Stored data

------------------------------------------------------------------------

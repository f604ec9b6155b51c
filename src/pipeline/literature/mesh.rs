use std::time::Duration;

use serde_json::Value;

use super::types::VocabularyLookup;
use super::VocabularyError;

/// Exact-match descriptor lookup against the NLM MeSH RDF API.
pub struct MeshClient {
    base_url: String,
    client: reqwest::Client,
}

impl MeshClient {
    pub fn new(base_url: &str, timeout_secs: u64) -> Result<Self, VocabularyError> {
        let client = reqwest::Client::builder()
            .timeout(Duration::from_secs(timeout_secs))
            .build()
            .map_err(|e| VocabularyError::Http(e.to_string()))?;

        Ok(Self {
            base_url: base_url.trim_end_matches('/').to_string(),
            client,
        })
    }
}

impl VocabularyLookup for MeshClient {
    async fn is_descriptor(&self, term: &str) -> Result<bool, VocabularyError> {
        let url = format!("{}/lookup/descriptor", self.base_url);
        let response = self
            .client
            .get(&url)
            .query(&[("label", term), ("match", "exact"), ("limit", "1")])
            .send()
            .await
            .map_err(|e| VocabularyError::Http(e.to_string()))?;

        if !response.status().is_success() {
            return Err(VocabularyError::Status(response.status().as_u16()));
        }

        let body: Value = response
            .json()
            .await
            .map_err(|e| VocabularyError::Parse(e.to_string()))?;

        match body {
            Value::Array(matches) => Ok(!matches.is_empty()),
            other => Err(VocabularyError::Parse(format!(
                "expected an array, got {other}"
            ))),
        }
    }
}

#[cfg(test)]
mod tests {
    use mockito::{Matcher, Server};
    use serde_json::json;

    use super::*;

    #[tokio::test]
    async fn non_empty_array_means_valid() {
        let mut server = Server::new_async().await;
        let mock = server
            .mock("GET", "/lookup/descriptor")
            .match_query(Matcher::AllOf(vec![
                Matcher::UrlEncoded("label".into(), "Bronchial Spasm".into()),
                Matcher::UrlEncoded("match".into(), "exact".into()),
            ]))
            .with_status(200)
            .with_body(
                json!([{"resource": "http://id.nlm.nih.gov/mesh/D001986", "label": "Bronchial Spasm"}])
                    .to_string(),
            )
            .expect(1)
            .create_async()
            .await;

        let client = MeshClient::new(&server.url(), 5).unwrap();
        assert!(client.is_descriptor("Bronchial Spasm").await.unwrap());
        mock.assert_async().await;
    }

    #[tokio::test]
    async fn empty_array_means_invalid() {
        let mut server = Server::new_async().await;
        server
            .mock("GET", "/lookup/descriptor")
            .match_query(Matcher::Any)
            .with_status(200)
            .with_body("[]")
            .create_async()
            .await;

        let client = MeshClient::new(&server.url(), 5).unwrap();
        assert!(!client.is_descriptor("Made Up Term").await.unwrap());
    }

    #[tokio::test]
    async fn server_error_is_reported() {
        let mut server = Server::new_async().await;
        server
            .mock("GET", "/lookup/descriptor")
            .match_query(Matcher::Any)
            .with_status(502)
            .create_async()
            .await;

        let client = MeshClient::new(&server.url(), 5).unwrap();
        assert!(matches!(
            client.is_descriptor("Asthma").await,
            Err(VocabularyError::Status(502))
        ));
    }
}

------------------------------------------------------------------------

### [TASK DIRECTIONS]
Output each line of the data exactly as it stands above.

### [TASK SOLUTION]
repository f604ec9b6155b51c
filename src/pipeline/literature/mesh.rs
use std::time::Duration;

use serde_json::Value;

use super::types::VocabularyLookup;
use super::VocabularyError;

/// Exact-match descriptor lookup against the NLM MeSH RDF API.
pub struct MeshClient {
    base_url: String,
    client: reqwest::Client,
}

impl MeshClient {
    pub fn new(base_url: &str, timeout_secs: u64) -> Result<Self, VocabularyError> {
        let client = reqwest::Client::builder()
            .timeout(Duration::from_secs(timeout_secs))
            .build()
            .map_err(|e| VocabularyError::Http(e.to_string()))?;

        Ok(Self {
            base_url: base_url.trim_end_matches('/').to_string(),
            client,
        })
    }
}

impl VocabularyLookup for MeshClient {
    async fn is_descriptor(&self, term: &str) -> Result<bool, VocabularyError> {
        let url = format!("{}/lookup/descriptor", self.base_url);
        let response = self
            .client
            .get(&url)
            .query(&[("label", term), ("match", "exact"), ("limit", "1")])
            .send()
            .await
            .map_err(|e| VocabularyError::Http(e.to_string()))?;

        if !response.status().is_success() {
            return Err(VocabularyError::Status(response.status().as_u16()));
        }

        let body: Value = response
            .json()
            .await
            .map_err(|e| VocabularyError::Parse(e.to_string()))?;

        match body {
            Value::Array(matches) => Ok(!matches.is_empty()),
            other => Err(VocabularyError::Parse(format!(
                "expected an array, got {other}"
            ))),
        }
    }
}

#[cfg(test)]
mod tests {
    use mockito::{Matcher, Server};
    use serde_json::json;

    use super::*;

    #[tokio::test]
    async fn non_empty_array_means_valid() {
        let mut server = Server::new_async().await;
        let mock = server
            .mock("GET", "/lookup/descriptor")
            .match_query(Matcher::AllOf(vec![
                Matcher::UrlEncoded("label".into(), "Bronchial Spasm".into()),
                Matcher::UrlEncoded("match".into(), "exact".into()),
            ]))
            .with_status(200)
            .with_body(
                json!([{"resource": "http://id.nlm.nih.gov/mesh/D001986", "label": "Bronchial Spasm"}])
                    .to_string(),
            )
            .expect(1)
            .create_async()
            .await;

        let client = MeshClient::new(&server.url(), 5).unwrap();
        assert!(client.is_descriptor("Bronchial Spasm").await.unwrap());
        mock.assert_async().await;
    }

    #[tokio::test]
    async fn empty_array_means_invalid() {
        let mut server = Server::new_async().await;
        server
            .mock("GET", "/lookup/descriptor")
            .match_query(Matcher::Any)
            .with_status(200)
            .with_body("[]")
            .create_async()
            .await;

        let client = MeshClient::new(&server.url(), 5).unwrap();
        assert!(!client.is_descriptor("Made Up Term").await.unwrap());
    }

    #[tokio::test]
    async fn server_error_is_reported() {
        let mut server = Server::new_async().await;
        server
            .mock("GET", "/lookup/descriptor")
            .match_query(Matcher::Any)
            .with_status(502)
            .create_async()
            .await;

        let client = MeshClient::new(&server.url(), 5).unwrap();
        assert!(matches!(
            client.is_descriptor("Asthma").await,
            Err(VocabularyError::Status(502))
        ));
    }
}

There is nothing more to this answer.